▶ [Your instructions]: Every line holding the string "enum" is to be copied from the entries below.

- - -

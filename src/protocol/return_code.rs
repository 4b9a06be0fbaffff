//! CONNACK return codes (MQTT v3.1.1 section 3.2.2.3)

use std::fmt;

#[derive(Debug, Clone, Copy, PartialEq, Eq)]
#[repr(u8)]
pub enum ConnectReturnCode {
    Accepted = 0,
    UnacceptableProtocolVersion = 1,
    IdentifierRejected = 2,
    ServerUnavailable = 3,
    BadUsernameOrPassword = 4,
    NotAuthorized = 5,
}

impl ConnectReturnCode {
    pub fn from_u8(v: u8) -> Option<Self> {
        match v {
            0 => Some(Self::Accepted),
            1 => Some(Self::UnacceptableProtocolVersion),
            2 => Some(Self::IdentifierRejected),
            3 => Some(Self::ServerUnavailable),
            4 => Some(Self::BadUsernameOrPassword),
            5 => Some(Self::NotAuthorized),
            _ => None,
        }
    }

    /// Whether the broker refused the credentials rather than the session
    pub fn is_auth_failure(self) -> bool {
        matches!(self, Self::BadUsernameOrPassword | Self::NotAuthorized)
    }
}

impl fmt::Display for ConnectReturnCode {
    fn fmt(&self, f: &mut fmt::Formatter<'_>) -> fmt::Result {
        let text = match self {
            Self::Accepted => "Connection Accepted.",
            Self::UnacceptableProtocolVersion => {
                "Connection Refused: unacceptable protocol version."
            }
            Self::IdentifierRejected => "Connection Refused: identifier rejected.",
            Self::ServerUnavailable => "Connection Refused: broker unavailable.",
            Self::BadUsernameOrPassword => "Connection Refused: bad user name or password.",
            Self::NotAuthorized => "Connection Refused: not authorised.",
        };
        f.write_str(text)
    }
}

#[cfg(test)]
mod tests {
    use super::*;
    use test_case::test_case;

    #[test_case(0, false ; "accepted")]
    #[test_case(1, false ; "bad protocol")]
    #[test_case(3, false ; "unavailable")]
    #[test_case(4, true ; "bad credentials")]
    #[test_case(5, true ; "not authorized")]
    fn auth_failure_classification(code: u8, expected: bool) {
        let rc = ConnectReturnCode::from_u8(code).unwrap();
        assert_eq!(rc.is_auth_failure(), expected);
    }

    #[test]
    fn unknown_code() {
        assert!(ConnectReturnCode::from_u8(6).is_none());
    }
}
//! MQTT Packet Definitions
//!
//! v3.1.1 packets. Both directions are representable so the same types
//! serve the client and the loopback broker used in tests.

use bytes::Bytes;

use super::{ConnectReturnCode, QoS};

/// MQTT Packet
#[derive(Debug, Clone, PartialEq, Eq)]
pub enum Packet {
    Connect(Box<Connect>),
    ConnAck(ConnAck),
    Publish(Publish),
    PubAck(PacketId),
    PubRec(PacketId),
    PubRel(PacketId),
    PubComp(PacketId),
    Subscribe(Subscribe),
    SubAck(SubAck),
    PingReq,
    PingResp,
    Disconnect,
}

impl Packet {
    /// Get packet type as u8
    pub fn packet_type(&self) -> u8 {
        match self {
            Packet::Connect(_) => 1,
            Packet::ConnAck(_) => 2,
            Packet::Publish(_) => 3,
            Packet::PubAck(_) => 4,
            Packet::PubRec(_) => 5,
            Packet::PubRel(_) => 6,
            Packet::PubComp(_) => 7,
            Packet::Subscribe(_) => 8,
            Packet::SubAck(_) => 9,
            Packet::PingReq => 12,
            Packet::PingResp => 13,
            Packet::Disconnect => 14,
        }
    }
}

/// Packet identifier carried by the acknowledgement packets
#[derive(Debug, Clone, Copy, PartialEq, Eq)]
pub struct PacketId(pub u16);

/// CONNECT packet (client -> server)
#[derive(Debug, Clone, PartialEq, Eq)]
pub struct Connect {
    /// Client identifier
    pub client_id: String,
    /// Clean session flag
    pub clean_session: bool,
    /// Keep alive interval in seconds
    pub keep_alive: u16,
    /// Username (optional)
    pub username: Option<String>,
    /// Password (optional)
    pub password: Option<Bytes>,
}

impl Default for Connect {
    fn default() -> Self {
        Self {
            client_id: String::new(),
            clean_session: true,
            keep_alive: 60,
            username: None,
            password: None,
        }
    }
}

/// CONNACK packet (server -> client)
#[derive(Debug, Clone, PartialEq, Eq)]
pub struct ConnAck {
    /// Session present flag
    pub session_present: bool,
    /// Return code
    pub return_code: ConnectReturnCode,
}

/// PUBLISH packet
#[derive(Debug, Clone, PartialEq, Eq)]
pub struct Publish {
    pub dup: bool,
    pub qos: QoS,
    pub retain: bool,
    pub topic: String,
    /// Present only for QoS 1 and 2
    pub packet_id: Option<u16>,
    pub payload: Bytes,
}

/// A single topic filter in a SUBSCRIBE
#[derive(Debug, Clone, PartialEq, Eq)]
pub struct Subscription {
    pub filter: String,
    pub qos: QoS,
}

/// SUBSCRIBE packet (client -> server)
#[derive(Debug, Clone, PartialEq, Eq)]
pub struct Subscribe {
    pub packet_id: u16,
    pub subscriptions: Vec<Subscription>,
}

/// SUBACK packet (server -> client)
#[derive(Debug, Clone, PartialEq, Eq)]
pub struct SubAck {
    pub packet_id: u16,
    /// Granted QoS per filter, `None` for a refused filter (0x80)
    pub return_codes: Vec<Option<QoS>>,
}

- - -

▶ [Written response]:
pub enum ConnectReturnCode {
pub enum Packet {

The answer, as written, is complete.